Pour la Grèce, il est impératif de dénoncer la convention de prêts de mai 2010, sur la base des articles 8-52 de la Convention de Vienne sur le droit des traités. Ces articles prévoient la nullité d’un traité en cas d’erreur, fraude, coercition sur un représentant d’un État, etc. La cessation de paiements, couplée à cette dénonciation de l’accord de prêt et à la nationalisation de la Banque de Grèce, permettrait à ce pays de réparer les dommages subis et de lancer un véritable développement. L’adoption d’une monnaie nationale suivra. Le Front populaire uni (EPAM), un parti politique qui n’a pas encore d’élu au Parlement, soutient cette politique :
L’UE
Elle doit être transformée en une organisation efficace, ayant pour seule priorité la sauvegarde des intérêts de ses peuples. Une nouvelle charte est nécessaire, rédigée par des mouvements de citoyens de ses États membres, qui présenteront leurs propositions à une Assemblée européenne composée de représentants de ces mouvements. L’UE existante doit être dissoute.
Les États-Unis
Ils doivent arrêter leur politique de destruction des nations et Obama doit rendre au Comité du prix Nobel de la paix ce qui lui a été décerné alors qu’il n’a rien fait pour le mériter (de même pour l’UE, qui a également reçu le Prix de la Paix). Les États-Unis doivent adopter une politique plus amicale envers la Russie et le reste du monde, pour le bien de l’humanité.
L’humanité
L’annulation de la dette globale, qui est d’environ de 600 000 milliards de dollars, permettra à l’humanité de redémarrer sur une nouvelle base plus saine. L’histoire nous donne de nombreux exemples d’annulation de la dette, de la Sisahthia, dans la Grèce antique, au Jubilé des anciennes communautés hébraïques qui, tous les cinquante ans, annulait toutes les dettes. Même dans les années 70, les pays développés de l’Occident ont supprimé la dette du Mouvement des non-alignés, permettant ainsi l’essor économique de pays comme la Yougoslavie. Le mouvement BRICS peut promouvoir cette politique, même si la décision doit être prise par le G-8. C’est tout l’humanité qui en bénéficiera, car elle sera alors en mesure de redémarrer sur des principes sains et clairs.
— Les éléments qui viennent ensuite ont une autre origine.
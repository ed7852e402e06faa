//! Random sources for the chaos game.
//!
//! The generator only needs two kinds of draws: a uniform value in `[0,1)` for
//! the seed point and a uniform corner index in `0..4`. [`RandomSource`] keeps
//! those two draws behind a fallible interface so scripted sources can run dry
//! or misbehave and the generator reports it instead of panicking.
//!
//! - [`RngSource`] adapts any `rand` RNG; `RngSource::seeded` is the
//!   reproducible default (`StdRng::seed_from_u64`).
//! - [`ScriptedSource`] replays fixed queues of draws, in order.

use rand::rngs::StdRng;
use rand::{Rng, SeedableRng};
use std::collections::VecDeque;

use crate::square::CORNER_COUNT;

#[derive(Debug, Clone, PartialEq, thiserror::Error)]
pub enum SourceError {
    #[error("random source exhausted: no {what} draws left")]
    Exhausted { what: &'static str },
}

/// Uniform draws consumed by the generator.
pub trait RandomSource {
    /// A value in `[0,1)`.
    fn unit(&mut self) -> Result<f64, SourceError>;
    /// A corner index in `0..4`.
    fn corner(&mut self) -> Result<usize, SourceError>;
}

impl<S: RandomSource + ?Sized> RandomSource for &mut S {
    fn unit(&mut self) -> Result<f64, SourceError> {
        (**self).unit()
    }
    fn corner(&mut self) -> Result<usize, SourceError> {
        (**self).corner()
    }
}

/// Adapter from a `rand` RNG.
#[derive(Clone, Debug)]
pub struct RngSource<R> {
    rng: R,
}

impl<R: Rng> RngSource<R> {
    pub fn new(rng: R) -> Self {
        Self { rng }
    }

    pub fn into_inner(self) -> R {
        self.rng
    }
}

impl RngSource<StdRng> {
    /// Reproducible source: same seed, same draws.
    pub fn seeded(seed: u64) -> Self {
        Self::new(StdRng::seed_from_u64(seed))
    }
}

impl<R: Rng> RandomSource for RngSource<R> {
    #[inline]
    fn unit(&mut self) -> Result<f64, SourceError> {
        Ok(self.rng.gen::<f64>())
    }
    #[inline]
    fn corner(&mut self) -> Result<usize, SourceError> {
        Ok(self.rng.gen_range(0..CORNER_COUNT))
    }
}

/// Replays fixed draws. Values are handed out as given, without range checks,
/// so a scripted source can also stand in for a malformed one.
#[derive(Clone, Debug, Default)]
pub struct ScriptedSource {
    units: VecDeque<f64>,
    corners: VecDeque<usize>,
}

impl ScriptedSource {
    pub fn new(
        units: impl IntoIterator<Item = f64>,
        corners: impl IntoIterator<Item = usize>,
    ) -> Self {
        Self {
            units: units.into_iter().collect(),
            corners: corners.into_iter().collect(),
        }
    }

    /// Append corner draws at the back of the queue.
    pub fn push_corners(&mut self, corners: impl IntoIterator<Item = usize>) {
        self.corners.extend(corners);
    }

    pub fn remaining_units(&self) -> usize {
        self.units.len()
    }

    pub fn remaining_corners(&self) -> usize {
        self.corners.len()
    }
}

impl RandomSource for ScriptedSource {
    fn unit(&mut self) -> Result<f64, SourceError> {
        self.units
            .pop_front()
            .ok_or(SourceError::Exhausted { what: "unit" })
    }
    fn corner(&mut self) -> Result<usize, SourceError> {
        self.corners
            .pop_front()
            .ok_or(SourceError::Exhausted { what: "corner" })
    }
}
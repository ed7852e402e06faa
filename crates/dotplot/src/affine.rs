//! 2D affine maps `x ↦ M x + t` for placing figures.
//!
//! Composition reads like a matrix stack: `a.compose(&b)` applies `b` first,
//! then `a`. Pushing "translate, then rotate" onto a stack gives
//! `translation(t).compose(&rotation_deg(θ))`.

use nalgebra::{Matrix2, Vector2};

use crate::square::Point2;

#[derive(Clone, Copy, Debug, PartialEq)]
pub struct Aff2 {
    pub m: Matrix2<f64>,
    pub t: Vector2<f64>,
}

impl Default for Aff2 {
    fn default() -> Self {
        Self::identity()
    }
}

impl Aff2 {
    #[inline]
    pub fn identity() -> Self {
        Self {
            m: Matrix2::identity(),
            t: Vector2::zeros(),
        }
    }

    #[inline]
    pub fn translation(t: Vector2<f64>) -> Self {
        Self {
            m: Matrix2::identity(),
            t,
        }
    }

    /// Counterclockwise rotation about the origin, in degrees.
    pub fn rotation_deg(deg: f64) -> Self {
        let (s, c) = deg.to_radians().sin_cos();
        Self {
            m: Matrix2::new(c, -s, s, c),
            t: Vector2::zeros(),
        }
    }

    /// `self ∘ other`: apply `other`, then `self`.
    #[inline]
    pub fn compose(&self, other: &Aff2) -> Aff2 {
        Aff2 {
            m: self.m * other.m,
            t: self.m * other.t + self.t,
        }
    }

    #[inline]
    pub fn apply(&self, p: Point2) -> Point2 {
        self.m * p + self.t
    }

    #[inline]
    pub fn inverse(&self) -> Option<Self> {
        self.m.try_inverse().map(|minv| Self {
            m: minv,
            t: -minv * self.t,
        })
    }
}

#[cfg(test)]
mod tests {
    use super::*;
    use nalgebra::vector;

    #[test]
    fn quarter_turn_is_counterclockwise() {
        let r = Aff2::rotation_deg(90.0);
        let p = r.apply(vector![1.0, 0.0]);
        assert!((p - vector![0.0, 1.0]).norm() < 1e-12);
    }

    #[test]
    fn compose_applies_right_first() {
        let t = Aff2::translation(vector![30.0, 30.0]);
        let r = Aff2::rotation_deg(180.0);
        // translate-then-rotate on the stack: rotate the vertex, then move it
        let p = t.compose(&r).apply(vector![1.0, 2.0]);
        assert!((p - vector![29.0, 28.0]).norm() < 1e-12);
        // the other order moves first and rotates the result about the origin
        let q = r.compose(&t).apply(vector![1.0, 2.0]);
        assert!((q - vector![-31.0, -32.0]).norm() < 1e-12);
    }

    #[test]
    fn inverse_round_trips() {
        let f = Aff2::translation(vector![3.0, -1.0]).compose(&Aff2::rotation_deg(33.0));
        let g = f.inverse().unwrap();
        let p = vector![0.4, -2.5];
        assert!((g.apply(f.apply(p)) - p).norm() < 1e-12);
        let singular = Aff2 {
            m: Matrix2::zeros(),
            t: Vector2::zeros(),
        };
        assert!(singular.inverse().is_none());
    }
}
Pour mettre en œuvre les propositions mentionnées précédemment, il faut des politiciens qui ait de l’imagination, une vision et du courage, des politiciens qui se soucient du progrès de l’humanité et qui peuvent contrôler la cupidité des entreprises multinationales en limitant leur pouvoir. Ces politiciens n’existent pas aujourd’hui. Nous devons donc les créer.